FLSCK 2 test plan (ldiskfs only)
****************
1. Correctness
----------------
1.1) sanity-lfsck on Maloo with commit message "Test-Parameters: envdefinitions=ENABLE_QUOTA=yes mdtcount=2 testlist=sanity-lfsck". All test cases should pass.
1.2) sanity-scrub on Maloo with commit message "Test-Parameters: envdefinitions=ENABLE_QUOTA=yes testlist=sanity-scrub". All test cases should pass.
1.3) normal acc-sm tests on Maloo. All test cases should pass except for some known master failures.
2. Performance
----------------
The file set to be tested should be generated with the following conditions:
A) Create 'L' test root directories, 'L' is the MDTs count, for the test root dir-X, it locates on the MDT-X.
B) Set default stripe size as 64KB, and default stripe count as 'M'.
B) Create 'N' sub-directories under each test root directory.
C) Under each sub-directory, generate 100K normal files, each file contains 64 * 'M' KB data.
2.1) LFSCK against healthy 2.x system for consistency routine check.
2.1.1) Create above test file sets with Lustre-2.6.
2.1.2) Test the highest LFSCK speeds (full speed, without other work load) under different file sets: 'N' = 2, 4, 8, 16; and with different stripe counts: 'M' = 1, 2, 4; and with different MDTs count: 'L' = 1, 2, 4.
2.2) LFSCK against the lustre-2.x system with inconsistent layout OST-objects.
2.2.1) On the OSS, set fail_loc to skip the XATTR_NAME_FID set to simulate the case of MDT-OST inconsistency
2.2.2) Create above test file sets with Lustre-2.6.
2.2.3) Test the highest LFSCK speeds (full speed, without other work load) under different file sets: 'N' = 2, 4, 8, 16; and with different stripe counts: 'M' = 1, 2, 4; and with different MDTs count: 'L' = 1, 2, 4.
3. Small files create performance impact by LFSCK
----------------
Measure how much the routine LFSCK will affect normal small files create performance.
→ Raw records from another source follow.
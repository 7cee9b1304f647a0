//! Topic index lists partition the tracked challenges.

use super::Invariant;
use crate::inventory::ChallengeInventory;
use std::collections::HashSet;

/// Invariant: every topic index is in range and belongs to a challenge of that topic,
/// no index is listed twice, and every challenge of a tracked topic is listed.
pub struct IndexPartitionInvariant;

impl Invariant<ChallengeInventory> for IndexPartitionInvariant {
    fn holds(inventory: &ChallengeInventory) -> bool {
        let challenges = inventory.challenges();
        let mut seen = HashSet::new();

        for info in inventory.topics() {
            for &index in info.challenge_indices() {
                let Some(challenge) = challenges.get(index) else {
                    return false;
                };
                if &challenge.topic != info.name() || !seen.insert(index) {
                    return false;
                }
            }
        }

        challenges
            .iter()
            .enumerate()
            .filter(|(_, c)| inventory.topic_info(&c.topic).is_some())
            .all(|(index, _)| seen.contains(&index))
    }

    fn description() -> &'static str {
        "Topic index lists partition the tracked challenges"
    }
}

#[cfg(test)]
mod tests {
    use super::*;
    use crate::seeds::seed_play_data;

    #[test]
    fn test_untracked_topic_is_ignored() {
        let mut data = seed_play_data(&["A", "B"], 3);
        data.topic_data.topics.retain(|t| t.name == "A");
        let inventory = ChallengeInventory::new(&data);
        assert!(IndexPartitionInvariant::holds(&inventory));
        assert!(inventory.topic_info("B").is_none());
    }
}
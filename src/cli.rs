//! Command-line interface for kwanduh.

use clap::{Parser, Subcommand};
use std::path::PathBuf;

/// Kwanduh - grid trivia board game
#[derive(Parser, Debug)]
#[command(name = "kwanduh")]
#[command(about = "Grid trivia board game: join opposite corners with correct answers", long_about = None)]
#[command(version)]
pub struct Cli {
    /// Path to the game configuration file
    #[arg(short, long, default_value = "kwanduh.toml", global = true)]
    pub config: PathBuf,

    /// Subcommand to run
    #[command(subcommand)]
    pub command: Command,
}

/// Available commands
#[derive(Subcommand, Debug)]
pub enum Command {
    /// Auto-play games with a simulated player and save the result
    Play {
        /// Board size (overrides the config)
        #[arg(short, long)]
        size: Option<usize>,

        /// Comma-separated topics (overrides the config)
        #[arg(short, long, value_delimiter = ',')]
        topics: Vec<String>,

        /// Random seed (overrides the config)
        #[arg(long)]
        seed: Option<u64>,

        /// Number of games to play
        #[arg(short, long, default_value = "1")]
        games: usize,

        /// Probability the simulated player answers correctly
        #[arg(short, long, default_value = "0.75", value_parser = parse_probability)]
        accuracy: f64,

        /// Chance of spending a gimmee before answering
        #[arg(long, default_value = "0.1", value_parser = parse_probability)]
        replace_rate: f64,

        /// Ignore any saved state
        #[arg(long)]
        fresh: bool,
    },

    /// Print a generated blocked-cell layout
    Layout {
        /// Board size
        #[arg(short, long, default_value = "5")]
        size: usize,

        /// Random seed
        #[arg(long)]
        seed: Option<u64>,
    },

    /// Print per-topic counters and totals from the saved state
    Stats,

    /// Delete the saved state
    Reset,
}

/// Parses a probability in `0.0..=1.0`, rejecting NaN and infinities.
fn parse_probability(text: &str) -> Result<f64, String> {
    let value: f64 = text
        .parse()
        .map_err(|e| format!("`{}` is not a number: {}", text, e))?;
    if (0.0..=1.0).contains(&value) {
        Ok(value)
    } else {
        Err(format!("`{}` is not between 0 and 1", text))
    }
}
//! Board geometry for kwanduh.
//!
//! A kwanduh board is an N×N grid. Each cell is unplayed, blocked, or
//! answered (correctly or not). A game is won by a chain of correct answers
//! joining two diagonally opposite corners. This crate holds the pure
//! parts of that:
//!
//! - **Types**: [`Coordinate`], [`Grid`], [`GameCellState`]
//! - **Corners**: [`Corner`] and the corner-cell helpers
//! - **Rules**: winning-path search, feasibility and adjacency queries
//! - **Generator**: randomized blocked-cell layouts under fairness caps

#![warn(missing_docs)]
#![forbid(unsafe_code)]

mod corners;
mod generator;
pub mod rules;
mod types;

pub use corners::{
    Corner, DIAGONALS, SAME_SIDE_PAIRS, corner_cells, is_adjacent_to_corner_cell,
    is_corner_cell, left_hand_corner_cell, opposite_corner_cell, right_hand_corner_cell,
};
pub use generator::{
    BlockLimits, GeneratorError, MatrixConfig, generate_blocked_layout, repair_corners,
};
pub use rules::{
    has_adjacent_neighbor, has_losing_corner_condition, is_possible_winning_path,
    is_winning_path, number_of_possible_moves, winning_path,
};
pub use types::{CellGrid, Coordinate, DIRECTIONS, GameCellState, Grid, GridError, ORTHOGONAL};
//! Game session: board lifecycle, move rules and scoring.
//!
//! A [`GameSession`] deals boards from a [`kwanduh_inventory::ChallengeInventory`],
//! applies answered moves, classifies each move with the path rules from
//! [`kwanduh_board`] and returns unplayed challenges when a game ends.

pub mod contracts;
mod error;
mod game;
mod types;

pub use contracts::{AdjacentToPlayed, CellIsPlayable, LegalMove, MoveViolation, StartsInCorner};
pub use error::SessionError;
pub use game::GameSession;
pub use types::{GameMove, MoveOutcome, PlayState};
Generate test file set as described in section 2 with N = 16, M = 4, L = 1.
3.1) Run LFSCK with full speed on the file set. At the same time, use 'C' threads to create 512K (or 256K files if the LFSCK run too fast) small files in parallel, each file is 64KB single striped. Each thread creates under its private directory, and create 512K / 'C' files.
3.2) Measure the create performance with different lfsck speed limit. According to the 3.1) result, we can know the highest speed for lfsck with small files create work load, assume it is 'S'. Then repeat the test with LFSCK speed limit = (1/4)'S', (1/2)'S', (3/4)'S'.
4. Scale test
----------------
Run LFSCK on more MDTs ('L' = 16) and OSTs ('M' = 16) for MDT-OST consistency verification.
4.1) To verify whether there will be correctness issues under such scale mode.
4.2 To verify whether the LFSCK mechanism is runnable under large scale mode, such as whether very slow or not.
5. Resource requirement.
----------------
5.1) Test 1 can be done locally and on Maloo.
5.2) Test 2/3 need at least 4 MDS nodes, 2 OSS nodes, and 1 client.
5.3) We can use the same hardware as test2/3 using, but it is better to use more real servers.
5.4) Each OSS node needs at least 1TB storage.
With recent patch landings to LFSCK, there are a few more options to choose from. Should we incorporate some of these into the existing test plan?
All of the new options need to be tested, but for for any of the existing tests, that revolve around performance, do we want to :
Create lost OST-objects (-c)?
Handle orphan objects (-o)?
What type should we run namespace, layout or both?
Since XATTR_NAME_FID does not exist, in test 2.2, is setting fail_loc to OBD_LFSCK_UNMATCHED_PAIR* or OBD_LFSCK_INVALID_PFID just as good or will repairing different failures cause dramatically different performance results? Is LFSCK_DANGLING preferred?